Chiffrer, c’est la clé !

Comme la plupart des professionnels de la sécurité de l’information, j’en ai ras la casquette des RGPD ceci, RGPD cela… Il y en a tout de même un qui revient fréquemment et qui mérite de s’y arrêter : « chiffrez, vous serez sauf ! »

Que ce soit un intégrateur peu au fait de la sécurité, ou un commercial qui s’exerce à la fricassée de buzzwords, on vous laisse entendre que chiffrer les bases de données vous libérera d’une grande partie des contraintes du règlement. D’après eux, si vous achetez l’option (onéreuse en argent, et en performance sans le matériel adéquat), vous pourrez dormir sur vos deux oreilles.
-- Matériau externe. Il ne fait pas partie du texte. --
//! The graph store.
//!
//! A [Graph](store::Graph) is a directed multigraph over node ids 0..N-1, edges being identified
//! by their insertion rank. Per node and per edge features are stored in named [FeatureTable](features::FeatureTable).
//!
//! The in and out incidences are computed once at build time as Csr matrices (see the sprs crate), so that
//! degrees are O(1) and inbound edges of a node come in ascending edge id order.

use num_traits::{Float, FromPrimitive};

/// Our feature element type must satisfy:
/// Float for the builtin reductions, FromPrimitive to divide by mailbox sizes,
/// ScalarOperand for ndarray scalar operations, Send + Sync for parallel iterations.
/// The bit accessors give the IEEE representation, widened to 64 bits, used by the bson dump.
pub trait FeatureT:
    Float + FromPrimitive + ndarray::ScalarOperand + Send + Sync + std::fmt::Debug + Default + 'static
{
    fn to_bits64(self) -> u64;
    fn from_bits64(bits: u64) -> Option<Self>;
}

impl FeatureT for f32 {
    fn to_bits64(self) -> u64 {
        u64::from(self.to_bits())
    }
    // upper bits must be clear
    fn from_bits64(bits: u64) -> Option<Self> {
        u32::try_from(bits).ok().map(f32::from_bits)
    }
}

impl FeatureT for f64 {
    fn to_bits64(self) -> u64 {
        self.to_bits()
    }
    fn from_bits64(bits: u64) -> Option<Self> {
        Some(f64::from_bits(bits))
    }
}

pub mod features;

pub mod degrees;

pub mod store;

/// extraction of node induced and edge induced subgraphs
pub mod subgraph;

/// structural transformations returning new graphs
pub mod transform;

/// conversion from/to petgraph
pub mod convert;

pub use features::{Column, ColumnKind, FeatureSource, FeatureTable};
pub use store::Graph;
pub use subgraph::{EID, NID};
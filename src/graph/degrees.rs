//! degrees in and out of nodes


/// first component is in, second component is out!
#[derive(Copy, Clone, Debug, PartialEq, Eq)]
pub struct Degree {
    pub d_in: usize,
    pub d_out: usize,
}

impl Degree {
    pub(crate) fn new(d_in: usize, d_out: usize) -> Self {
        Degree { d_in, d_out }
    }
    /// get degree in
    pub fn degree_in(&self) -> usize {
        self.d_in
    }
    /// get degree out
    pub fn degree_out(&self) -> usize {
        self.d_out
    }
    /// true if the node is neither source nor destination of an edge
    pub fn is_isolated(&self) -> bool {
        self.d_in == 0 && self.d_out == 0
    }
} // end of impl Degree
Il s’agit de chiffrer les fichiers qui contiennent les données de la base. Cela vous prémunit d’un arrachement de disque dans le cas où le secret du chiffrement n’est pas sur ledit disque, ou d’une copie des fichiers de la base de données effectuée par un utilisateur ayant accès à la machine et qui n’aurait pas réussi à élever ses privilèges pour récupérer le secret en mémoire (ou dans la configuration). Je vous invite à prendre la liste de vos menaces et regarder où celles-ci se trouvent. Il y a fort à parier que ce soit en bas, loin en bas. Surtout si vous durcissez vos serveurs et qu’un utilisateur ne franchit pas l’ACL du dossier où sont stockées les données.

RSSI : le rabat-joie

En tête à tête, cet argument est facile à balayer et vous pouvez raccrocher. En présence des métiers, il me semble préférable de démonter l’approche sans dire qu’une mesure de sécurité est inutile. C’est toujours utile, une mesure de sécurité. Si si. Pour vos utilisateurs, ça doit toujours être utile.
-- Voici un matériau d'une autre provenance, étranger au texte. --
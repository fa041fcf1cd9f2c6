//! Subgraph extraction.
//!
//! The subgraph owns copies of the selected feature rows. Provenance is not a reference to the parent
//! (the parent may be dropped while the subgraph lives) but an index column stored in the subgraph tables:
//! row i of the column [NID] in node data is the parent id of node i, row e of [EID] in edge data is the parent id of edge e.

use ndarray::Array1;

use crate::errors::{GraphError, Result};

use super::features::FeatureTable;
use super::store::Graph;
use super::FeatureT;

/// reserved name of the index column giving parent node ids
pub const NID: &str = "_ID";

/// reserved name of the index column giving parent edge ids
pub const EID: &str = "_ID";

// checks ids are in range and distinct
fn check_selection(ids: &[usize], bound: usize, what: &str) -> Result<()> {
    let mut seen = vec![false; bound];
    for id in ids {
        if *id >= bound {
            log::error!("subgraph {} id {} out of range {}", what, id, bound);
            return Err(GraphError::Configuration(format!(
                "{} id {} out of range for {} {}s",
                what, id, bound, what
            )));
        }
        if seen[*id] {
            return Err(GraphError::Configuration(format!(
                "{} id {} selected twice",
                what, id
            )));
        }
        seen[*id] = true;
    }
    Ok(())
} // end of check_selection

impl<F> Graph<F>
where
    F: FeatureT,
{
    /// Subgraph induced by node_ids. New node i is node_ids\[i\].
    /// An edge is kept iff both its endpoints are selected, kept edges come in ascending parent edge id.
    pub fn node_subgraph(&self, node_ids: &[usize]) -> Result<Graph<F>> {
        check_selection(node_ids, self.get_nb_nodes(), "node")?;
        // parent node -> new node
        let mut relabel: Vec<Option<usize>> = vec![None; self.get_nb_nodes()];
        for (new_id, old_id) in node_ids.iter().enumerate() {
            relabel[*old_id] = Some(new_id);
        }
        let (src, dst) = self.get_edges();
        let mut kept_edges = Vec::<usize>::new();
        let mut new_src = Vec::<usize>::new();
        let mut new_dst = Vec::<usize>::new();
        for eid in 0..self.get_nb_edges() {
            if let (Some(u), Some(v)) = (relabel[src[eid]], relabel[dst[eid]]) {
                kept_edges.push(eid);
                new_src.push(u);
                new_dst.push(v);
            }
        }
        log::debug!(
            "node_subgraph nb nodes : {}, nb edges kept : {}",
            node_ids.len(),
            kept_edges.len()
        );
        self.extract(node_ids, &kept_edges, new_src, new_dst)
    } // end of node_subgraph

    /// Subgraph induced by edge_ids. New edge e is edge_ids\[e\].
    /// Nodes are the endpoints of selected edges, in ascending parent node id.
    pub fn edge_subgraph(&self, edge_ids: &[usize]) -> Result<Graph<F>> {
        check_selection(edge_ids, self.get_nb_edges(), "edge")?;
        let (src, dst) = self.get_edges();
        let mut used = vec![false; self.get_nb_nodes()];
        for eid in edge_ids {
            used[src[*eid]] = true;
            used[dst[*eid]] = true;
        }
        let node_ids: Vec<usize> = (0..self.get_nb_nodes()).filter(|v| used[*v]).collect();
        let mut relabel = vec![0usize; self.get_nb_nodes()];
        for (new_id, old_id) in node_ids.iter().enumerate() {
            relabel[*old_id] = new_id;
        }
        let new_src: Vec<usize> = edge_ids.iter().map(|e| relabel[src[*e]]).collect();
        let new_dst: Vec<usize> = edge_ids.iter().map(|e| relabel[dst[*e]]).collect();
        log::debug!(
            "edge_subgraph nb nodes : {}, nb edges : {}",
            node_ids.len(),
            edge_ids.len()
        );
        self.extract(&node_ids, edge_ids, new_src, new_dst)
    } // end of edge_subgraph

    // copies rows and attaches provenance
    fn extract(
        &self,
        node_ids: &[usize],
        edge_ids: &[usize],
        src: Vec<usize>,
        dst: Vec<usize>,
    ) -> Result<Graph<F>> {
        let mut ndata: FeatureTable<F> = self.get_ndata().select_rows(node_ids);
        let mut edata: FeatureTable<F> = self.get_edata().select_rows(edge_ids);
        // an existing column named _ID is replaced
        ndata.set_index(NID, Array1::from_vec(node_ids.to_vec()))?;
        edata.set_index(EID, Array1::from_vec(edge_ids.to_vec()))?;
        Ok(Graph::from_parts(
            node_ids.len(),
            src,
            dst,
            ndata,
            edata,
            vec![node_ids.len()],
            vec![edge_ids.len()],
        ))
    } // end of extract
} // end of impl Graph

//=====================================================================================

#[cfg(test)]
mod tests {

    use super::*;
    use ndarray::array;

    #[allow(dead_code)]
    fn log_init_test() {
        let _ = env_logger::builder().is_test(true).try_init();
    }

    fn get_graph() -> Graph<f64> {
        let mut graph = Graph::<f64>::build(&[(0, 1), (1, 2), (2, 0), (3, 2), (1, 2)], None).unwrap();
        graph
            .set_ndata("h", array![[0.], [10.], [20.], [30.]])
            .unwrap();
        graph
            .set_edata("w", array![[0.], [1.], [2.], [3.], [4.]])
            .unwrap();
        graph
    }

    #[test]
    fn test_node_subgraph() {
        log_init_test();
        let graph = get_graph();
        let sub = graph.node_subgraph(&[2, 1]).unwrap();
        assert_eq!(sub.get_nb_nodes(), 2);
        // edges 1 and 4 (1->2 twice) survive, relabelled 0 -> 1
        assert_eq!(sub.get_edges(), (&[1usize, 1][..], &[0usize, 0][..]));
        assert_eq!(sub.ndata("h").unwrap(), &array![[20.], [10.]]);
        assert_eq!(sub.edata("w").unwrap(), &array![[1.], [4.]]);
        assert_eq!(sub.get_ndata().get_index(NID).unwrap(), &array![2, 1]);
        assert_eq!(sub.get_edata().get_index(EID).unwrap(), &array![1, 4]);
        // provenance survives the parent
        drop(graph);
        assert_eq!(sub.get_ndata().get_index(NID).unwrap()[0], 2);
    } // end of test_node_subgraph

    #[test]
    fn test_edge_subgraph() {
        log_init_test();
        let graph = get_graph();
        let sub = graph.edge_subgraph(&[3, 0]).unwrap();
        // nodes 0, 1, 2, 3 are endpoints of 3->2 and 0->1
        assert_eq!(sub.get_nb_nodes(), 4);
        let sub = graph.edge_subgraph(&[3]).unwrap();
        assert_eq!(sub.get_nb_nodes(), 2);
        assert_eq!(sub.get_edges(), (&[1usize][..], &[0usize][..]));
        assert_eq!(sub.ndata("h").unwrap(), &array![[20.], [30.]]);
        assert_eq!(sub.edata("w").unwrap(), &array![[3.]]);
        assert_eq!(sub.get_ndata().get_index(NID).unwrap(), &array![2, 3]);
    } // end of test_edge_subgraph

    #[test]
    fn test_subgraph_of_subgraph_replaces_provenance() {
        log_init_test();
        let mut graph = get_graph();
        // a dense column under the reserved name
        graph.set_ndata(NID, array![[7.], [7.], [7.], [7.]]).unwrap();
        let sub = graph.node_subgraph(&[3, 2]).unwrap();
        assert_eq!(sub.get_ndata().get_index(NID).unwrap(), &array![3, 2]);
        let subsub = sub.edge_subgraph(&[0]).unwrap();
        // ids are relative to the parent
        assert_eq!(subsub.get_ndata().get_index(NID).unwrap(), &array![0, 1]);
        assert_eq!(subsub.get_edata().get_index(EID).unwrap(), &array![0]);
        assert_eq!(subsub.ndata("h").unwrap(), &array![[30.], [20.]]);
    } // end of test_subgraph_of_subgraph_replaces_provenance

    #[test]
    fn test_bad_selection() {
        log_init_test();
        let graph = get_graph();
        assert!(matches!(
            graph.node_subgraph(&[0, 4]),
            Err(GraphError::Configuration(_))
        ));
        assert!(matches!(
            graph.node_subgraph(&[1, 1]),
            Err(GraphError::Configuration(_))
        ));
        assert!(matches!(
            graph.edge_subgraph(&[5]),
            Err(GraphError::Configuration(_))
        ));
        // empty selections are fine
        let sub = graph.node_subgraph(&[]).unwrap();
        assert_eq!(sub.get_nb_nodes(), 0);
        assert_eq!(sub.get_nb_edges(), 0);
    } // end of test_bad_selection
} // end of mod tests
Il s’agit donc d’expliquer que la menace première réside dans la compromission de la couche applicative (ou « métier », appelez-la comme bon vous semble), par une injection SQL ou par une exécution de code arbitraire (oui, bon, c’est la même chose, mais si vous avez quelqu’un de la DSI, il devrait pouvoir se raccrocher à « injection SQL » et se croire compétent). Or, quand le filou qui en a après vos données prend le contrôle de la couche applicative, il détient des accès valides et, pour les IDS, légitimes, aux données, lesquelles sont servies par le moteur de la base de données en clair. Dans ce scénario d’attaque, le chiffrement des données sur le disque n’est pas suffisant.

Normalement, votre interlocuteur vous regarde avec les yeux de merlan frit, mais c’est surtout vos partenaires qu’il faut observer pour s’assurer qu’ils ont compris qu’il y a autre chose à faire que payer une licence et activer une option. Vous pouvez alors glisser une ou deux mesures appropriées au contexte. Et n’oubliez pas d’ajouter qu’un audit de sécurité préalable à la mise en production est désormais un impératif de la réglementation.

Si d’aventure l’on vous parle d’une option de chiffrement payante pour une solution « cloud », demandez-leur, si c’est une obligation réglementaire, pourquoi leur solution n’est pas en conformité dans le prix de base. Effet garanti :D

Pourquoi diantre cette ruée vers le chiffrement ?

Je me suis longtemps demandé d’où sortait cette idée saugrenue que le chiffrement des données au repos était salutaire.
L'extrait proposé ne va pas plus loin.